Of course what I'm describing is eerily similar to the deal offered to our grandparents and their grandparents... redemption through good thoughts and good works. Only now we're talking about a process that will be both palpable and propelled by physical law.
I've long promoted what I think is the most effective means for a modern, busy person to invest in improving the world... a method that makes efficient use of your time and money, and in ways that those future folk may notice. That method is called Proxy Power. It consists of buying subscriptions to groups and orgs and NGOs who pool their members' dues and influence to support full time activists, who then take action to make a better world on your behalf!
Do read my old appeal on this matter. Not only in a spirit of philanthropy - perhaps inspired by the season - or to help your children or save your nation and world, but also out of enlightened self-interest and desire to help convince those who hold the keys of heaven -- or a future heavenly simulation -- to smile and admit that you were one of the okay ones. (Also, at year end you can assess your tax situation and still squeeze a few deductions into 2012.)

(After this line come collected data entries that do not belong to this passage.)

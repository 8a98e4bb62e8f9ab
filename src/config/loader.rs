//! Configuration loading from disk.

use std::fs;
use std::path::Path;

use thiserror::Error;

use crate::config::schema::MeshConfig;
use crate::config::validation::{validate_config, ValidationError};

/// Error type for configuration loading.
#[derive(Debug, Error)]
pub enum ConfigError {
    #[error("IO error: {0}")]
    Io(#[from] std::io::Error),

    #[error("Parse error: {0}")]
    Parse(#[from] toml::de::Error),

    #[error("Validation failed: {}", join_errors(.0))]
    Validation(Vec<ValidationError>),
}

fn join_errors(errors: &[ValidationError]) -> String {
    errors
        .iter()
        .map(ToString::to_string)
        .collect::<Vec<_>>()
        .join(", ")
}

/// Load and validate configuration from a TOML file.
pub fn load_config(path: &Path) -> Result<MeshConfig, ConfigError> {
    let content = fs::read_to_string(path)?;
    parse_config(&content)
}

/// Parse and validate configuration from TOML text.
pub fn parse_config(content: &str) -> Result<MeshConfig, ConfigError> {
    let config: MeshConfig = toml::from_str(content)?;

    validate_config(&config).map_err(ConfigError::Validation)?;

    Ok(config)
}

#[cfg(test)]
mod tests {
    use super::*;

    #[test]
    fn rejects_invalid_config_with_all_errors() {
        let err = parse_config(
            r#"
            [node]
            name = ""

            [probe]
            timeout_secs = 0
            "#,
        )
        .unwrap_err();

        match err {
            ConfigError::Validation(errors) => assert_eq!(errors.len(), 2),
            other => panic!("unexpected error: {}", other),
        }
    }

    #[test]
    fn colon_owner_id_is_rejected_before_routing() {
        let err = parse_config(
            r#"
            [node]
            owner_id = ":202300653"
            "#,
        )
        .unwrap_err();

        assert!(matches!(err, ConfigError::Validation(ref errors) if errors.len() == 1));
    }

    #[test]
    fn reports_parse_errors() {
        let err = parse_config("[node\nname = 1").unwrap_err();
        assert!(matches!(err, ConfigError::Parse(_)));
    }

    #[test]
    fn missing_file_is_io_error() {
        let err = load_config(Path::new("/nonexistent/health-mesh.toml")).unwrap_err();
        assert!(matches!(err, ConfigError::Io(_)));
    }
}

Mix and match organizations who cover the bases you want covered! Say for example: one for hunger (Oxfam? or the Heifer Project?) and two for freedom (ACLU and/or Electronic Frontier Foundation and/or Project Witness) Followed by one agitator environmental organization (Greenpeace) and one eco-negotiator (the Sierra Club). One that goes directly to helping real people, one or two at a time (e.g. Doctors Without Borders or Habitat for Humanity). Throw in your local library or PBS station, Planned Parenthood and the Libertarian Party or The Planetary Society and The Skeptic Society.... you get the drift. (BTW: I don't send money to all of these, every year.)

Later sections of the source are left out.